While becoming better educated, wealthier and more informed, Brazilians are also becoming more aware of their impact on their future and the future of their country.
One of the most significant examples of this new awareness is the ever increasing empowerment of Brazilian women. In 2010 the country elected its first female president, Dilma Rousseff, who announced in her inaugural speech that “Yes, women can.”
It might seem wishful thinking when you know that men continue to dominate economic, political and cultural might, with the very few women in the elite and legislation slow to impact the mainstream. Also, gender remains a mostly black and white area: the masculine and feminine roles in the family are well defined and separated and, unsurprisingly, machismo and hyperfemininity loom large.
Yet, a new reality of female empowerment is emerging.
In only two generations, the fertility rate has dropped dramatically to 1,9 children per family, which is below the level at which a population ‘replaces’ itself. The prevalence of female sterilization in Brazil is one of the highest of the world. As a saying among Brazilian women suggests, “la fabrica esta fechada” – ‘the factory is now closed.’ Interestingly, this new limited family model can be found across social classes and geographic zones.

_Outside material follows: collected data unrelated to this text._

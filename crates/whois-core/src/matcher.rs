//! Address matching: longest-prefix lookup with referral stop.
//!
//! Address records are scanned in storage order. Every record of the
//! query's family whose network contains the queried block is collected,
//! until a match carrying a referral is found: that zone delegates away, so
//! nothing after it is considered. The collected matches are then sorted by
//! ascending prefix length (stable, so equal prefixes keep scan order) which
//! puts the most specific block last.

use ipnet::IpNet;

use crate::query::AddressQuery;
use crate::record::Record;
use crate::response::{self, SECTION_BREAK};

/// Collect the address records containing `query`, least specific first.
pub fn find_matches<'a>(query: &AddressQuery, records: &'a [Record]) -> Vec<&'a Record> {
    let target = query.net();
    let mut matches = Vec::new();

    for record in records {
        let Some(net) = record.network() else {
            continue;
        };
        if record.is_dynamic() || !query.same_family(net) {
            continue;
        }

        if net.contains(&target) {
            matches.push(record);
            if record.has_referral() {
                break;
            }
        }
    }

    matches.sort_by_key(|record| record.network().map_or(0, IpNet::prefix_len));
    matches
}

/// Format matched records as a response.
///
/// Bodies are separated by a blank line. `companion` supplies the dynamic
/// companion of a record, appended right after it when the record has no
/// referral. If a match carries a referral (at most one can, since the
/// scan stops there) the response ends with its `ReferralServer:` line.
pub fn render<'a, F>(matches: &[&Record], companion: F) -> String
where
    F: Fn(&Record) -> Option<&'a Record>,
{
    if matches.is_empty() {
        return response::NO_ADDRESS.to_string();
    }

    let mut sections = Vec::with_capacity(matches.len());
    for record in matches {
        let mut section = record.body_text();
        if !record.has_referral() {
            if let Some(dynamic) = companion(record) {
                section.push_str(SECTION_BREAK);
                section.push_str(&dynamic.body_text());
            }
        }
        sections.push(section);
    }

    let mut out = sections.join(SECTION_BREAK);
    if let Some(referral) = matches.iter().find_map(|record| record.referral()) {
        out.push_str(SECTION_BREAK);
        out.push_str(&response::referral_trailer(referral));
    }
    out
}

#[cfg(test)]
mod tests {
    use super::*;

    fn records(entries: &[(&str, &str)]) -> Vec<Record> {
        entries
            .iter()
            .map(|(net, data)| Record::address(net, data).unwrap())
            .collect()
    }

    fn query(value: &str) -> AddressQuery {
        AddressQuery::parse(value).unwrap()
    }

    fn names(matches: &[&Record]) -> Vec<String> {
        matches.iter().map(|r| r.name().to_string()).collect()
    }

    #[test]
    fn test_nested_blocks_most_specific_last() {
        // Stored most specific first: the sort must still put /16 last.
        let recs = records(&[("10.1.0.0/16", "sixteen"), ("10.0.0.0/8", "eight")]);
        let matches = find_matches(&query("10.1.2.3"), &recs);
        assert_eq!(names(&matches), ["10.0.0.0/8", "10.1.0.0/16"]);
        assert_eq!(render(&matches, |_| None), "eight\n\nsixteen");
    }

    #[test]
    fn test_equal_prefixes_keep_scan_order() {
        let recs = records(&[("10.0.0.0/8", "first"), ("10.0.0.0/8", "second")]);
        let matches = find_matches(&query("10.9.9.9"), &recs);
        assert_eq!(render(&matches, |_| None), "first\n\nsecond");
    }

    #[test]
    fn test_no_cross_family_matches() {
        let recs = records(&[
            ("::/0", "all of v6"),
            ("0.0.0.0/0", "all of v4"),
            ("::ffff:0:0/96", "mapped"),
        ]);
        let v4 = find_matches(&query("192.0.2.1"), &recs);
        assert_eq!(names(&v4), ["0.0.0.0/0"]);

        let v6 = find_matches(&query("2001:db8::1"), &recs);
        assert_eq!(names(&v6), ["::/0"]);
        assert!(v6.iter().all(|r| matches!(r.network(), Some(IpNet::V6(_)))));
    }

    #[test]
    fn test_referral_stops_scan() {
        let recs = records(&[
            ("10.0.0.0/8", "eight\n_REFER: whois.example.net"),
            ("10.1.0.0/16", "sixteen"),
        ]);
        let matches = find_matches(&query("10.1.2.3"), &recs);
        assert_eq!(names(&matches), ["10.0.0.0/8"]);

        let text = render(&matches, |_| None);
        assert_eq!(text, "eight\n\nReferralServer: whois.example.net");
        assert_eq!(text.matches("ReferralServer:").count(), 1);
    }

    #[test]
    fn test_referral_trailer_when_sorted_before_more_specific() {
        let recs = records(&[
            ("10.1.2.0/24", "twenty-four"),
            ("10.0.0.0/8", "eight\n_REFER: whois.example.net"),
            ("10.1.0.0/16", "never seen"),
        ]);
        let matches = find_matches(&query("10.1.2.3"), &recs);
        assert_eq!(names(&matches), ["10.0.0.0/8", "10.1.2.0/24"]);
        assert!(render(&matches, |_| None).ends_with("\n\nReferralServer: whois.example.net"));
    }

    #[test]
    fn test_cidr_query_must_fit_inside() {
        let recs = records(&[("10.0.0.0/8", "eight"), ("10.1.0.0/16", "sixteen")]);
        let matches = find_matches(&query("10.0.0.0/12"), &recs);
        assert_eq!(names(&matches), ["10.0.0.0/8"]);
    }

    #[test]
    fn test_no_match_message() {
        let recs = records(&[("10.0.0.0/8", "eight")]);
        let matches = find_matches(&query("192.0.2.1"), &recs);
        assert!(matches.is_empty());
        assert_eq!(
            render(&matches, |_| None),
            "No information about that address is available from this WHOIS server"
        );
    }

    #[test]
    fn test_dynamic_companion_appended() {
        let recs = records(&[("192.0.2.0/24", "static")]);
        let dynamic = Record::address("192.0.2.0/24", "pulled").unwrap().into_dynamic();
        let matches = find_matches(&query("192.0.2.7"), &recs);
        let text = render(&matches, |r| (r.name() == "192.0.2.0/24").then_some(&dynamic));
        assert_eq!(text, "static\n\npulled");
    }

    #[test]
    fn test_dynamic_records_are_not_candidates() {
        let recs = vec![Record::address("192.0.2.0/24", "pulled").unwrap().into_dynamic()];
        assert!(find_matches(&query("192.0.2.7"), &recs).is_empty());
    }
}
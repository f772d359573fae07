//! Minimal RFC 3912 client: send one line, read until the server closes.

use std::time::Duration;
use tokio::io::{AsyncReadExt, AsyncWriteExt};
use tokio::net::TcpStream;
use tokio::time::timeout;
use tracing::debug;

use crate::SrvError;

/// Query `host:port` for `query` and return the full response text.
///
/// `total_timeout` bounds the whole exchange, connect included. When it
/// fires the connection is dropped mid-transfer and nothing is returned.
pub async fn fetch(
    host: &str,
    port: u16,
    query: &str,
    connect_timeout: Duration,
    total_timeout: Duration,
) -> crate::Result<String> {
    let upstream = |reason: String| SrvError::Upstream {
        host: host.to_string(),
        port,
        reason,
    };

    let exchange = async {
        let mut stream = timeout(connect_timeout, TcpStream::connect((host, port)))
            .await
            .map_err(|_| upstream("connect timed out".into()))?
            .map_err(|e| upstream(format!("connect: {e}")))?;

        stream
            .write_all(format!("{query}\r\n").as_bytes())
            .await
            .map_err(|e| upstream(format!("write: {e}")))?;

        let mut buf = Vec::new();
        stream
            .read_to_end(&mut buf)
            .await
            .map_err(|e| upstream(format!("read: {e}")))?;

        debug!(host, port, query, bytes = buf.len(), "upstream response received");
        Ok::<_, SrvError>(String::from_utf8_lossy(&buf).into_owned())
    };

    timeout(total_timeout, exchange)
        .await
        .map_err(|_| SrvError::UpstreamTimeout {
            host: host.to_string(),
            port,
            secs: total_timeout.as_secs(),
        })?
}

#[cfg(test)]
mod tests {
    use super::*;
    use tokio::io::{AsyncBufReadExt, BufReader};
    use tokio::net::TcpListener;

    #[tokio::test]
    async fn test_fetch_reads_until_close() {
        let listener = TcpListener::bind("127.0.0.1:0").await.unwrap();
        let port = listener.local_addr().unwrap().port();

        let server = tokio::spawn(async move {
            let (stream, _) = listener.accept().await.unwrap();
            let mut reader = BufReader::new(stream);
            let mut line = String::new();
            reader.read_line(&mut line).await.unwrap();
            reader.get_mut().write_all(b"part one\n").await.unwrap();
            reader.get_mut().write_all(b"part two").await.unwrap();
            line
        });

        let text = fetch(
            "127.0.0.1",
            port,
            "as64500",
            Duration::from_secs(2),
            Duration::from_secs(5),
        )
        .await
        .unwrap();

        assert_eq!(text, "part one\npart two");
        assert_eq!(server.await.unwrap(), "as64500\r\n");
    }

    #[tokio::test]
    async fn test_fetch_times_out_on_silent_server() {
        let listener = TcpListener::bind("127.0.0.1:0").await.unwrap();
        let port = listener.local_addr().unwrap().port();

        let _server = tokio::spawn(async move {
            let (stream, _) = listener.accept().await.unwrap();
            tokio::time::sleep(Duration::from_secs(30)).await;
            drop(stream);
        });

        let err = fetch(
            "127.0.0.1",
            port,
            "example.com",
            Duration::from_secs(2),
            Duration::from_millis(200),
        )
        .await
        .unwrap_err();

        assert!(matches!(err, SrvError::UpstreamTimeout { .. }));
    }

    #[tokio::test]
    async fn test_fetch_connection_refused() {
        let listener = TcpListener::bind("127.0.0.1:0").await.unwrap();
        let port = listener.local_addr().unwrap().port();
        drop(listener);

        let err = fetch(
            "127.0.0.1",
            port,
            "example.com",
            Duration::from_secs(2),
            Duration::from_secs(5),
        )
        .await
        .unwrap_err();

        assert!(matches!(err, SrvError::Upstream { .. }));
        assert!(err.is_transient());
    }
}
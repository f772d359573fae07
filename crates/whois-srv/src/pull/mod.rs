//! Dynamic pull scheduler.
//!
//! Records carrying `_PULL: host [port]` are mirrored from their upstream
//! server. One round visits every target once, spread evenly over the
//! configured budget: the per-target interval is `budget / targets`. Pulls
//! run one at a time. A pulled response is stored as the record's dynamic
//! companion (`d_<key>`), prefixed with its retrieval time, and becomes
//! visible to queries on the next registry rebuild.
//!
//! The worklist is captured from the live snapshot at the start of each
//! round. Dynamic records are never pulled.

pub mod upstream;

use chrono::Utc;
use std::path::PathBuf;
use std::sync::Arc;
use std::time::Duration;
use tokio::time::{Instant, MissedTickBehavior};
use tracing::{debug, error, info, warn};
use whois_core::{PullTarget, RecordKind};

use crate::config::PullConfig;
use crate::store::{loader, RegistryStore, Snapshot};

/// Lower bound on the per-target interval.
const MIN_INTERVAL: Duration = Duration::from_millis(1);

/// One pull target captured from a snapshot.
#[derive(Debug, Clone, PartialEq, Eq)]
pub struct PullJob {
    /// Kind of the record being mirrored
    pub kind: RecordKind,
    /// Record key, sent upstream as the query
    pub name: String,
    /// Upstream server
    pub target: PullTarget,
}

/// Round-robin mirror of pull-flagged records.
pub struct PullScheduler {
    store: Arc<RegistryStore>,
    data_dir: PathBuf,
    budget: Duration,
    connect_timeout: Duration,
    timeout: Duration,
}

impl PullScheduler {
    /// Create a scheduler, or `None` when no pull budget is configured.
    #[must_use]
    pub fn new(store: Arc<RegistryStore>, config: &PullConfig) -> Option<Self> {
        let budget = config.budget()?;
        let data_dir = store.data_dir().to_path_buf();

        Some(Self {
            store,
            data_dir,
            budget,
            connect_timeout: Duration::from_secs(config.connect_timeout_secs),
            timeout: Duration::from_secs(config.timeout_secs),
        })
    }

    /// Override the upstream timeouts.
    #[must_use]
    pub fn timeouts(mut self, connect: Duration, total: Duration) -> Self {
        self.connect_timeout = connect;
        self.timeout = total;
        self
    }

    /// Pull targets in `snapshot`, in scan order.
    #[must_use]
    pub fn worklist(snapshot: &Snapshot) -> Vec<PullJob> {
        snapshot
            .pull_records()
            .into_iter()
            .filter_map(|record| {
                record.pull().map(|target| PullJob {
                    kind: *record.kind(),
                    name: record.name().to_string(),
                    target: target.clone(),
                })
            })
            .collect()
    }

    /// Spacing between pulls so `targets` pulls fill `budget`.
    #[must_use]
    pub fn interval_for(budget: Duration, targets: usize) -> Duration {
        let targets = u32::try_from(targets.max(1)).unwrap_or(u32::MAX);
        (budget / targets).max(MIN_INTERVAL)
    }

    /// Fetch one target and store it as the dynamic companion.
    ///
    /// The companion file is replaced whole; on any error the previous
    /// companion is left untouched.
    pub async fn pull_once(&self, job: &PullJob) -> crate::Result<PathBuf> {
        let text = upstream::fetch(
            &job.target.host,
            job.target.port,
            &job.name,
            self.connect_timeout,
            self.timeout,
        )
        .await?;

        let contents = format!("Data retrieved at {}\n\n{text}", Utc::now().to_rfc2822());
        let root = self.data_dir.clone();
        let kind = job.kind;
        let name = job.name.clone();

        tokio::task::spawn_blocking(move || loader::write_dynamic(&root, &kind, &name, &contents))
            .await
            .map_err(|e| crate::SrvError::Persistence(format!("writer task failed: {e}")))?
    }

    /// Run rounds forever. Individual failures are logged and retried on
    /// the target's next turn.
    pub async fn run(self) {
        loop {
            let jobs = Self::worklist(&self.store.snapshot());
            if jobs.is_empty() {
                debug!("no pull targets, waiting one budget period");
                tokio::time::sleep(self.budget).await;
                continue;
            }

            let every = Self::interval_for(self.budget, jobs.len());
            info!(
                targets = jobs.len(),
                interval_ms = u64::try_from(every.as_millis()).unwrap_or(u64::MAX),
                "starting pull round"
            );
            for job in &jobs {
                debug!(
                    kind = job.kind.label(),
                    record = %job.name,
                    host = %job.target.host,
                    "pull target"
                );
            }

            let mut ticker = tokio::time::interval_at(Instant::now() + every, every);
            ticker.set_missed_tick_behavior(MissedTickBehavior::Delay);

            for job in &jobs {
                ticker.tick().await;
                match self.pull_once(job).await {
                    Ok(path) => info!(
                        kind = job.kind.label(),
                        record = %job.name,
                        host = %job.target.host,
                        file = %path.display(),
                        "pulled dynamic record"
                    ),
                    // Unreachable upstreams are routine; storage failures are not.
                    Err(e) if e.is_transient() => warn!(
                        kind = job.kind.label(),
                        record = %job.name,
                        host = %job.target.host,
                        port = job.target.port,
                        error = %e,
                        "pull failed, retrying next round"
                    ),
                    Err(e) => error!(
                        kind = job.kind.label(),
                        record = %job.name,
                        error = %e,
                        "could not store pulled record, retrying next round"
                    ),
                }
            }
        }
    }
}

At business level, things are also moving. The digital revolution is shaking business standards in women’s favor: 49% of new entrepreneurs (companies created less than 3 years ago) are women, far above the global average of 37%. In contrast, women’s presence at the top of established companies is dramatically low: only 3,4% of CEO and 3,9% of board members are women.
News for beauty brands.
Beauty is extremely important in Brazil, with Brazilian women spending an average of 240USD on beauty products per year, matching or even outspending mature markets like US and UK.
Certainly being feminine & sexy continues to be important, but today even more so when coupled with a strong, powerful, independent, determined attitude to life.
Dove or Rexona have managed to skillfully leverage this.
Furthermore, as beauty ideals slowly become less rigid, the beauty offer is likely to become more differentiated.
Local brands like Boticario and Natura are extremely strong and own the territories of naturalness and local provenance; but despite the strong grip of these local brands on the market, foreign brands are gaining traction amongst Brazilian women, with a premium and diversified approach to beauty, as shown by the recent success of Sephora.
Beauty brands can take advantage of the recent wind of change in women’s condition and give credit to women for their achievement, show support and understanding of the growing complexity of their lifestyles, in a positive way. They can break free of the “Gisele” stereotype and propose and encourage personalization and diversity, all the while supporting their confidence and connoisseurship in beauty categories. They should propose more choices, more novelty, more specific products and services. And of course, they shouldn’t forget to make them dream!